Chereads / Mahesa Arnaf / Chapter 33 - Bersama Zaid

Chapter 33 - Bersama Zaid

Lagi-lagi aku terhenyak tatkala mendengar Zaid mengatakan hal selantang itu.

Entah kenapa ketika ada seseorang menyebut nama Balqis, jantungku tiba-tiba berdegup dengan kencang.

Nama itu seperti ada makna tersendiri yang tak bisa aku jelaskan.

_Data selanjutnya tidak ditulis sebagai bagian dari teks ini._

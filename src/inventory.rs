//! Inventory ledger: the single authority over an event's remaining tickets.
//!
//! Both operations run inside a caller-owned transaction and take a row-level
//! lock on the event, so concurrent reservations for the same event serialize
//! on the check-and-decrement instead of racing past a stale read. No other
//! code in this crate writes `available_tickets`.

use sqlx::{Postgres, Transaction};
use tracing::debug;
use uuid::Uuid;

use crate::error::ServiceError;
use crate::models::{Event, EventStatus};

/// Reserves `count` tickets for an event, decrementing availability.
///
/// Returns the event row as it was locked, so the caller can read the frozen
/// ticket price inside the same unit of work.
pub async fn reserve(
    tx: &mut Transaction<'_, Postgres>,
    event_id: Uuid,
    count: i32,
) -> Result<Event, ServiceError> {
    let event = lock_event(tx, event_id).await?;

    if event.status != EventStatus::Published {
        return Err(ServiceError::EventNotReservable {
            status: event.status,
        });
    }
    if event.available_tickets < count {
        return Err(ServiceError::InsufficientInventory {
            requested: count,
            available: event.available_tickets,
        });
    }

    let updated = sqlx::query_as::<_, Event>(
        r#"
        UPDATE events
        SET available_tickets = available_tickets - $2, updated_at = now()
        WHERE id = $1
        RETURNING *
        "#,
    )
    .bind(event_id)
    .bind(count)
    .fetch_one(&mut **tx)
    .await?;

    debug!(
        "reserved {} tickets for event {} ({} left)",
        count, event_id, updated.available_tickets
    );

    Ok(updated)
}

/// Returns `count` previously reserved tickets to an event.
///
/// Never exceeds `total_tickets` because releases only ever return tickets
/// that `reserve` handed out.
pub async fn release(
    tx: &mut Transaction<'_, Postgres>,
    event_id: Uuid,
    count: i32,
) -> Result<Event, ServiceError> {
    lock_event(tx, event_id).await?;

    let updated = sqlx::query_as::<_, Event>(
        r#"
        UPDATE events
        SET available_tickets = available_tickets + $2, updated_at = now()
        WHERE id = $1
        RETURNING *
        "#,
    )
    .bind(event_id)
    .bind(count)
    .fetch_one(&mut **tx)
    .await?;

    debug!(
        "released {} tickets for event {} ({} available)",
        count, event_id, updated.available_tickets
    );

    Ok(updated)
}

async fn lock_event(
    tx: &mut Transaction<'_, Postgres>,
    event_id: Uuid,
) -> Result<Event, ServiceError> {
    sqlx::query_as::<_, Event>("SELECT * FROM events WHERE id = $1 FOR UPDATE")
        .bind(event_id)
        .fetch_optional(&mut **tx)
        .await?
        .ok_or(ServiceError::NotFound { resource: "event" })
}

Tentunya aku pun tidak mengerti dengan apa yang terjadi pada diriku ini.

Tapi ketika aku membaca salah satu buku yang pernah aku temukan di perpustakaan yayasan, tiba-tiba tertulis nama 'Cinta' atas jawaban dari pertanyaanku selama ini.

Tapi kalau dipikir-pikir lagi, apa iya aku bener-bener menyimpan rasa kepada wanita itu?

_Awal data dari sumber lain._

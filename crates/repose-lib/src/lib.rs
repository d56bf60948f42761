//! Overnight RR-interval analysis: artifact handling, HRV metrics and
//! recovery-window selection.

pub mod analysis;
pub mod config;
pub mod detectors;
pub mod error;
pub mod events;
pub mod io;
pub mod metrics;
pub mod outcome;
pub mod signal;
pub mod verification;
pub mod window;

pub use analysis::{Analyzer, SessionAnalysis, SessionInput, WindowMetrics};
pub use config::AnalysisConfig;
pub use detectors::{ArtifactFlag, ArtifactKind, ArtifactSummary, CorrectionMethod};
pub use error::{AnalysisError, Result};
pub use events::{AnalysisEvent, EventSink, LogSink, MemorySink, NullSink};
pub use metrics::{PlanCache, ReadinessContext};
pub use outcome::{Insufficient, Outcome};
pub use signal::{RRPoint, RRSeries};
pub use verification::{RejectionReason, VerificationResult};
pub use window::{PeakCapacity, RecoveryWindow, SelectionMethod, SleepAnchors};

Aku tidak bisa menentukan nya karena aku belum pernah merasakan indahnya seperti apa.

Lagipula rasanya percuma kalau aku mencintai dia untuk saat ini.

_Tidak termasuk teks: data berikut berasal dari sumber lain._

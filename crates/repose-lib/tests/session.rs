use repose_lib::{
    detectors::ArtifactKind, window::WindowClassification, AnalysisConfig, AnalysisEvent,
    Analyzer, EventSink, Insufficient, MemorySink, RRSeries, ReadinessContext, SelectionMethod,
    SessionInput,
};
use std::sync::Arc;

struct Shared(Arc<MemorySink>);

impl EventSink for Shared {
    fn record(&self, event: AnalysisEvent) {
        self.0.record(event);
    }
}

/// 50 minutes of alternating beats; wide swing in the first fifth.
fn night() -> RRSeries {
    RRSeries::from_intervals(&night_intervals())
}

fn night_intervals() -> Vec<u32> {
    (0..3000)
        .map(|i| {
            let swing = if i < 600 { 60 } else { 30 };
            if i % 2 == 0 {
                1000 + swing
            } else {
                1000 - swing
            }
        })
        .collect()
}

fn analyzer(config: AnalysisConfig) -> (Analyzer, Arc<MemorySink>) {
    let sink = Arc::new(MemorySink::new());
    let analyzer = Analyzer::new(config)
        .expect("valid config")
        .with_sink(Box::new(Shared(Arc::clone(&sink))));
    (analyzer, sink)
}

/// DFA is skipped on candidates so classification rests on HR stability.
fn hr_only() -> AnalysisConfig {
    let mut config = AnalysisConfig::default();
    config.selector.dfa_min_beats = 10_000;
    config
}

#[test]
fn full_session_produces_every_output() {
    let (analyzer, sink) = analyzer(hr_only());
    let mut input = SessionInput::new(night());
    input.device = Some("Polar H10 8C4A2B".into());
    input.readiness = ReadinessContext {
        baseline_rmssd: Some(60.0),
        ..Default::default()
    };

    let out = analyzer.analyze(&input).expect("analysis runs");
    assert!(out.verification.passed, "{:?}", out.verification.errors);
    assert_eq!(out.flags.len(), 3000);
    assert_eq!(out.artifacts.artifacts, 0);

    let recovery = out.recovery.found().expect("recovery window");
    assert_eq!(recovery.classification, WindowClassification::OrganizedRecovery);
    assert!(recovery.window.start_index >= 890);
    assert!(recovery.window.end_index <= 2110);

    let peak = out.peak_capacity.found().expect("peak capacity");
    assert!((peak.peak_rmssd - 120.0).abs() < 1e-9);

    let metrics = out.metrics.found().expect("window metrics");
    assert_eq!(metrics.time.n, recovery.window.len());
    assert!((metrics.time.rmssd - 60.0).abs() < 1e-9);
    assert!(metrics.frequency.is_found());
    assert!(metrics.nonlinear.is_found());
    assert!(metrics.readiness.ratio_component.abs() < 1e-9);
    assert!((1.0..=10.0).contains(&metrics.readiness.score));

    let events = sink.events();
    assert!(events
        .iter()
        .any(|e| matches!(e, AnalysisEvent::VerificationCompleted { passed: true, .. })));
    assert!(events
        .iter()
        .any(|e| matches!(e, AnalysisEvent::WindowSelected { .. })));
    assert!(events
        .iter()
        .any(|e| matches!(e, AnalysisEvent::PeakCapacityFound { .. })));
}

#[test]
fn disorganized_night_still_reports_peak_capacity() {
    let (analyzer, _) = analyzer(AnalysisConfig::default());
    let out = analyzer
        .analyze(&SessionInput::new(night()))
        .expect("analysis runs");
    assert!(out.verification.passed);
    assert_eq!(out.recovery.reason(), Some(Insufficient::NoOrganizedWindow));
    assert_eq!(out.metrics.reason(), Some(Insufficient::NoOrganizedWindow));
    assert!(out.peak_capacity.is_found());
}

#[test]
fn peak_rmssd_method_skips_classification_gate() {
    let (analyzer, _) = analyzer(AnalysisConfig::default());
    let mut input = SessionInput::new(night());
    input.method = SelectionMethod::PeakRmssd;
    let out = analyzer.analyze(&input).expect("analysis runs");
    let window = out.recovery.found().expect("peak window");
    assert!((window.window.rmssd - 60.0).abs() < 1e-9);
}

#[test]
fn isolated_missed_beats_are_flagged_but_do_not_reject() {
    let mut intervals = night_intervals();
    for i in [1200, 1500, 1800] {
        intervals[i] = 1900;
    }
    let series = RRSeries::from_intervals(&intervals);
    let (analyzer, _) = analyzer(hr_only());
    let out = analyzer
        .analyze(&SessionInput::new(series))
        .expect("analysis runs");
    assert!(out.verification.passed);
    assert_eq!(out.artifacts.artifacts, 3);
    for i in [1200, 1500, 1800] {
        assert!(out.flags[i].is_artifact);
        assert_eq!(out.flags[i].kind, ArtifactKind::Missed);
    }
    assert!(out.recovery.is_found());
}

#[test]
fn session_input_reads_from_json() {
    let json = r#"{
        "series": {"points": [{"timestamp_ms": 1000, "rr_ms": 1000}]},
        "device": "tickr x",
        "method": {"method": "manual", "timestamp_ms": 1000}
    }"#;
    let input: SessionInput = serde_json::from_str(json).expect("valid input");
    assert_eq!(input.series.len(), 1);
    assert_eq!(input.method, SelectionMethod::Manual { timestamp_ms: 1000 });
    assert_eq!(input.anchors.wake_ms, None);
}

#[test]
fn analysis_serializes_to_json() {
    let (analyzer, _) = analyzer(hr_only());
    let out = analyzer
        .analyze(&SessionInput::new(night()))
        .expect("analysis runs");
    let value = serde_json::to_value(&out).expect("serializable");
    assert_eq!(value["recovery"]["status"], "found");
    assert_eq!(value["metrics"]["status"], "found");
}
//! Up-front quality gate for a whole recording.
//!
//! Runs before any window search. Fatal findings become rejection reasons
//! with one error message each; elevated but tolerable values only warn.

use crate::{
    config::{ArtifactConfig, VerificationConfig},
    detectors::artifact::{detect_artifacts, ArtifactFlag, ArtifactSummary},
    error::{AnalysisError, Result},
    signal::RRSeries,
};
use serde::{Deserialize, Serialize};
use std::{collections::BTreeSet, fmt};

#[derive(Debug, Clone, Copy, PartialEq, Eq, PartialOrd, Ord, Hash, Serialize, Deserialize)]
#[serde(rename_all = "snake_case")]
pub enum RejectionReason {
    TooShort,
    TooFewPoints,
    ExcessiveArtifacts,
    ExcessiveEctopy,
    ExcessiveDrift,
    SignalLoss,
    OutOfBounds,
    CorruptedData,
    UnknownDevice,
}

impl RejectionReason {
    pub fn explanation(&self) -> &'static str {
        match self {
            RejectionReason::TooShort => "the recording is too short to analyse",
            RejectionReason::TooFewPoints => "the recording holds too few beats",
            RejectionReason::ExcessiveArtifacts => "too many beats are artifacts",
            RejectionReason::ExcessiveEctopy => "too many beats are ectopic",
            RejectionReason::ExcessiveDrift => "the heart rate drifts strongly across the recording",
            RejectionReason::SignalLoss => "the sensor lost contact for too long",
            RejectionReason::OutOfBounds => "too many intervals lie outside the physiological range",
            RejectionReason::CorruptedData => "timestamps run backwards or intervals are zero",
            RejectionReason::UnknownDevice => "the sensor is not a supported chest strap",
        }
    }
}

impl fmt::Display for RejectionReason {
    fn fmt(&self, f: &mut fmt::Formatter<'_>) -> fmt::Result {
        f.write_str(self.explanation())
    }
}

#[derive(Debug, Clone, Default, PartialEq, Serialize, Deserialize)]
pub struct VerificationMetrics {
    pub duration_ms: i64,
    pub points: usize,
    pub artifact_rate: f64,
    pub ectopic_rate: f64,
    pub out_of_bounds_rate: f64,
    pub drift: f64,
    pub signal_loss: f64,
    pub longest_gap_ms: i64,
    pub mean_rr: f64,
    pub mean_hr: f64,
}

#[derive(Debug, Clone, PartialEq, Serialize, Deserialize)]
pub struct VerificationResult {
    pub passed: bool,
    pub rejection_reasons: BTreeSet<RejectionReason>,
    pub errors: Vec<String>,
    pub warnings: Vec<String>,
    pub metrics: VerificationMetrics,
}

#[derive(Default)]
struct Findings {
    reasons: BTreeSet<RejectionReason>,
    errors: Vec<String>,
    warnings: Vec<String>,
}

impl Findings {
    fn reject(&mut self, reason: RejectionReason, detail: String) {
        if self.reasons.insert(reason) {
            self.errors.push(format!("{reason}: {detail}"));
        }
    }

    fn warn(&mut self, message: String) {
        self.warnings.push(message);
    }
}

pub fn verify_recording(
    series: &RRSeries,
    device: Option<&str>,
    cfg: &VerificationConfig,
    artifact_cfg: &ArtifactConfig,
) -> VerificationResult {
    let summary = ArtifactSummary::from_flags(&detect_artifacts(series, artifact_cfg));
    verify_with_summary(series, &summary, device, cfg)
}

/// Verify against artifact flags the caller already holds, one per beat.
pub fn verify_flagged(
    series: &RRSeries,
    flags: &[ArtifactFlag],
    device: Option<&str>,
    cfg: &VerificationConfig,
) -> Result<VerificationResult> {
    if flags.len() != series.len() {
        return Err(AnalysisError::MisalignedFlags {
            values: series.len(),
            flags: flags.len(),
        });
    }
    let summary = ArtifactSummary::from_flags(flags);
    Ok(verify_with_summary(series, &summary, device, cfg))
}

fn verify_with_summary(
    series: &RRSeries,
    summary: &ArtifactSummary,
    device: Option<&str>,
    cfg: &VerificationConfig,
) -> VerificationResult {
    let mut findings = Findings::default();
    let points = &series.points;
    let n = points.len();
    let values = series.values();
    let mean_rr = if n > 0 {
        values.iter().sum::<f64>() / n as f64
    } else {
        0.0
    };

    let mut metrics = VerificationMetrics {
        duration_ms: series.duration_ms(),
        points: n,
        artifact_rate: summary.rate,
        ectopic_rate: rate(summary.ectopic, n),
        mean_rr,
        mean_hr: if mean_rr > 0.0 { 60_000.0 / mean_rr } else { 0.0 },
        ..Default::default()
    };

    if metrics.duration_ms < cfg.min_duration_ms {
        findings.reject(
            RejectionReason::TooShort,
            format!(
                "{:.0} s recorded, {:.0} s required",
                metrics.duration_ms as f64 / 1000.0,
                cfg.min_duration_ms as f64 / 1000.0
            ),
        );
    }
    if n < cfg.min_points {
        findings.reject(
            RejectionReason::TooFewPoints,
            format!("{n} beats, {} required", cfg.min_points),
        );
    }

    check_rate(
        &mut findings,
        RejectionReason::ExcessiveArtifacts,
        "artifact rate",
        metrics.artifact_rate,
        cfg.max_artifact_rate,
        cfg.warn_artifact_rate,
    );
    check_rate(
        &mut findings,
        RejectionReason::ExcessiveEctopy,
        "ectopic rate",
        metrics.ectopic_rate,
        cfg.max_ectopic_rate,
        cfg.warn_ectopic_rate,
    );

    metrics.drift = drift(&values);
    check_rate(
        &mut findings,
        RejectionReason::ExcessiveDrift,
        "drift",
        metrics.drift,
        cfg.max_drift,
        cfg.warn_drift,
    );

    let (lost_ms, longest_gap_ms) = gaps(series, cfg.gap_threshold_ms);
    metrics.longest_gap_ms = longest_gap_ms;
    metrics.signal_loss = if metrics.duration_ms > 0 {
        lost_ms as f64 / metrics.duration_ms as f64
    } else {
        0.0
    };
    if metrics.signal_loss > cfg.max_signal_loss || longest_gap_ms > cfg.max_single_gap_ms {
        findings.reject(
            RejectionReason::SignalLoss,
            format!(
                "{:.1}% of the recording lost, longest gap {:.0} s",
                metrics.signal_loss * 100.0,
                longest_gap_ms as f64 / 1000.0
            ),
        );
    } else if lost_ms > 0 {
        findings.warn(format!(
            "signal gaps cover {:.1}% of the recording",
            metrics.signal_loss * 100.0
        ));
    }

    let out_of_bounds = values
        .iter()
        .filter(|v| !(artifact_cfg.min_rr_ms..=artifact_cfg.max_rr_ms).contains(*v))
        .count();
    metrics.out_of_bounds_rate = rate(out_of_bounds, n);
    if metrics.out_of_bounds_rate > cfg.max_out_of_bounds_rate {
        findings.reject(
            RejectionReason::OutOfBounds,
            format!("{:.1}% of intervals", metrics.out_of_bounds_rate * 100.0),
        );
    } else if out_of_bounds > 0 {
        findings.warn(format!("{out_of_bounds} intervals outside the physiological range"));
    }

    let backwards = points
        .windows(2)
        .filter(|w| w[1].timestamp_ms < w[0].timestamp_ms)
        .count();
    let zero = points.iter().filter(|p| p.rr_ms == 0).count();
    if backwards > 0 || zero > 0 {
        findings.reject(
            RejectionReason::CorruptedData,
            format!("{backwards} backwards timestamps, {zero} zero intervals"),
        );
    }

    match device {
        None => findings.warn("sensor device not reported".to_string()),
        Some(name) if !is_known_device(name, &cfg.known_devices) => {
            findings.reject(RejectionReason::UnknownDevice, format!("\"{name}\""));
        }
        Some(_) => {}
    }

    VerificationResult {
        passed: findings.reasons.is_empty(),
        rejection_reasons: findings.reasons,
        errors: findings.errors,
        warnings: findings.warnings,
        metrics,
    }
}

fn check_rate(
    findings: &mut Findings,
    reason: RejectionReason,
    label: &str,
    value: f64,
    reject_above: f64,
    warn_above: f64,
) {
    if value > reject_above {
        findings.reject(
            reason,
            format!("{label} {:.1}% exceeds {:.1}%", value * 100.0, reject_above * 100.0),
        );
    } else if value > warn_above {
        findings.warn(format!("{label} elevated at {:.1}%", value * 100.0));
    }
}

fn rate(count: usize, total: usize) -> f64 {
    if total == 0 {
        0.0
    } else {
        count as f64 / total as f64
    }
}

/// Relative change between the first and last quarter means.
fn drift(values: &[f64]) -> f64 {
    let quarter = values.len() / 4;
    if quarter == 0 {
        return 0.0;
    }
    let mean = |slice: &[f64]| slice.iter().sum::<f64>() / slice.len() as f64;
    let overall = mean(values);
    if overall <= 0.0 {
        return 0.0;
    }
    (mean(&values[values.len() - quarter..]) - mean(&values[..quarter])).abs() / overall
}

/// Total and longest time between beats not covered by the later beat's own interval.
fn gaps(series: &RRSeries, threshold_ms: i64) -> (i64, i64) {
    let mut lost = 0;
    let mut longest = 0;
    for pair in series.points.windows(2) {
        let unexplained = pair[1].timestamp_ms - pair[0].timestamp_ms - pair[1].rr_ms as i64;
        if unexplained > threshold_ms {
            lost += unexplained;
            longest = longest.max(unexplained);
        }
    }
    (lost, longest)
}

fn is_known_device(name: &str, known: &[String]) -> bool {
    if known.is_empty() {
        return true;
    }
    let name = name.to_lowercase();
    known
        .iter()
        .any(|fragment| name.contains(&fragment.to_lowercase()))
}

#[cfg(test)]
mod tests {
    use super::*;
    use crate::{detectors::ArtifactKind, signal::RRPoint};

    fn night(beats: usize) -> RRSeries {
        let intervals: Vec<u32> = (0..beats).map(|i| if i % 2 == 0 { 980 } else { 1020 }).collect();
        RRSeries::from_intervals(&intervals)
    }

    fn verify(series: &RRSeries, device: Option<&str>) -> VerificationResult {
        verify_recording(
            series,
            device,
            &VerificationConfig::default(),
            &ArtifactConfig::default(),
        )
    }

    #[test]
    fn clean_recording_passes() {
        let result = verify(&night(600), Some("Polar H10 8C4A2B"));
        assert!(result.passed, "{:?}", result.errors);
        assert!(result.rejection_reasons.is_empty());
        assert!(result.errors.is_empty());
        assert!(result.warnings.is_empty());
        assert_eq!(result.metrics.points, 600);
        assert!((result.metrics.mean_rr - 1000.0).abs() < 1e-9);
        assert!((result.metrics.mean_hr - 60.0).abs() < 1e-9);
        assert_eq!(result.metrics.longest_gap_ms, 0);
    }

    #[test]
    fn short_recording_is_rejected_twice() {
        let result = verify(&night(100), Some("polar h10"));
        assert!(!result.passed);
        assert_eq!(
            result.rejection_reasons,
            BTreeSet::from([RejectionReason::TooShort, RejectionReason::TooFewPoints])
        );
        assert_eq!(result.errors.len(), 2);
    }

    #[test]
    fn empty_recording_has_no_nan_metrics() {
        let result = verify(&RRSeries::default(), Some("polar h10"));
        assert!(!result.passed);
        assert_eq!(result.metrics.mean_hr, 0.0);
        assert_eq!(result.metrics.artifact_rate, 0.0);
        assert_eq!(result.metrics.drift, 0.0);
    }

    #[test]
    fn drifting_heart_rate_is_rejected() {
        let intervals: Vec<u32> = (0..400).map(|i| if i < 200 { 700 } else { 1300 }).collect();
        let result = verify(&RRSeries::from_intervals(&intervals), Some("tickr x"));
        assert!(result.rejection_reasons.contains(&RejectionReason::ExcessiveDrift));
        assert!((result.metrics.drift - 0.6).abs() < 1e-9);
    }

    #[test]
    fn long_gap_is_signal_loss() {
        let mut series = night(600);
        for point in series.points.iter_mut().skip(300) {
            point.timestamp_ms += 70_000;
        }
        let result = verify(&series, Some("Polar H10"));
        assert!(result.rejection_reasons.contains(&RejectionReason::SignalLoss));
        assert_eq!(result.metrics.longest_gap_ms, 70_000);
    }

    #[test]
    fn short_gap_only_warns() {
        let mut series = night(600);
        for point in series.points.iter_mut().skip(300) {
            point.timestamp_ms += 5_000;
        }
        let result = verify(&series, Some("Polar H10"));
        assert!(result.passed);
        assert_eq!(result.warnings.len(), 1);
    }

    #[test]
    fn out_of_range_intervals() {
        let mut intervals: Vec<u32> = vec![1000; 600];
        for i in (0..600).step_by(10) {
            intervals[i] = 2500;
        }
        let result = verify(&RRSeries::from_intervals(&intervals), Some("Polar H10"));
        assert!(result.rejection_reasons.contains(&RejectionReason::OutOfBounds));
        assert!(!result.rejection_reasons.contains(&RejectionReason::ExcessiveArtifacts));
        assert!((result.metrics.out_of_bounds_rate - 0.1).abs() < 1e-9);
    }

    #[test]
    fn corrupted_timestamps_and_zero_intervals() {
        let mut points = night(600).points;
        points[100].timestamp_ms = 0;
        points[200] = RRPoint::new(points[200].timestamp_ms, 0);
        let result = verify(&RRSeries::new(points), Some("Polar H10"));
        assert!(result.rejection_reasons.contains(&RejectionReason::CorruptedData));
    }

    #[test]
    fn device_policy() {
        let unknown = verify(&night(600), Some("Wrist Optical 3000"));
        assert_eq!(
            unknown.rejection_reasons,
            BTreeSet::from([RejectionReason::UnknownDevice])
        );
        let unreported = verify(&night(600), None);
        assert!(unreported.passed);
        assert_eq!(unreported.warnings, vec!["sensor device not reported".to_string()]);
    }

    #[test]
    fn supplied_flags_drive_the_artifact_rate() {
        let series = night(600);
        let mut flags = vec![ArtifactFlag::clean(); 600];
        for flag in flags.iter_mut().step_by(2) {
            *flag = ArtifactFlag::artifact(ArtifactKind::Technical, 1.0);
        }
        let cfg = VerificationConfig::default();
        let result = verify_flagged(&series, &flags, Some("Polar H10"), &cfg).unwrap();
        assert!((result.metrics.artifact_rate - 0.5).abs() < 1e-9);
        assert!(result.rejection_reasons.contains(&RejectionReason::ExcessiveArtifacts));

        let clean = vec![ArtifactFlag::clean(); 600];
        let result = verify_flagged(&series, &clean, Some("Polar H10"), &cfg).unwrap();
        assert_eq!(result, verify(&series, Some("Polar H10")));
    }

    #[test]
    fn misaligned_flags_are_refused() {
        let err = verify_flagged(
            &night(600),
            &[ArtifactFlag::clean(); 10],
            None,
            &VerificationConfig::default(),
        )
        .unwrap_err();
        assert!(matches!(
            err,
            AnalysisError::MisalignedFlags {
                values: 600,
                flags: 10
            }
        ));
    }

    #[test]
    fn every_reason_explains_itself() {
        let json = serde_json::to_string(&RejectionReason::ExcessiveEctopy).unwrap();
        assert_eq!(json, "\"excessive_ectopy\"");
        assert!(!RejectionReason::UnknownDevice.to_string().is_empty());
    }
}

Karena aku yakin..., hatiku nanti tanpa sengaja akan terpatahkan ketika melihat dia menggandeng seseorang yang akan membersamainya sampai nanti.

Entah.

Aku juga tak tahu sampai kapan.

Tapi yang ku tahu jika umurnya panjang, mungkin pria itu yang akan menemani Balqis ketika tua.

Sedih memang.

Tapi apa daya? Aku hanyalah seorang anak panti yang tidak diketahui keberadaan keluarganya sama sekali.

Aku seperti anak yang dibuang dan sampai sekarang tidak diketahui siapa ayahnya, di mana saudaranya, bahkan rumah keluarganya pun sampai sekarang dia tidak tahu.

Aku sudah terlalu tak percaya diri jika harus berhadapan dengan seorang wanita kaya seperti dia.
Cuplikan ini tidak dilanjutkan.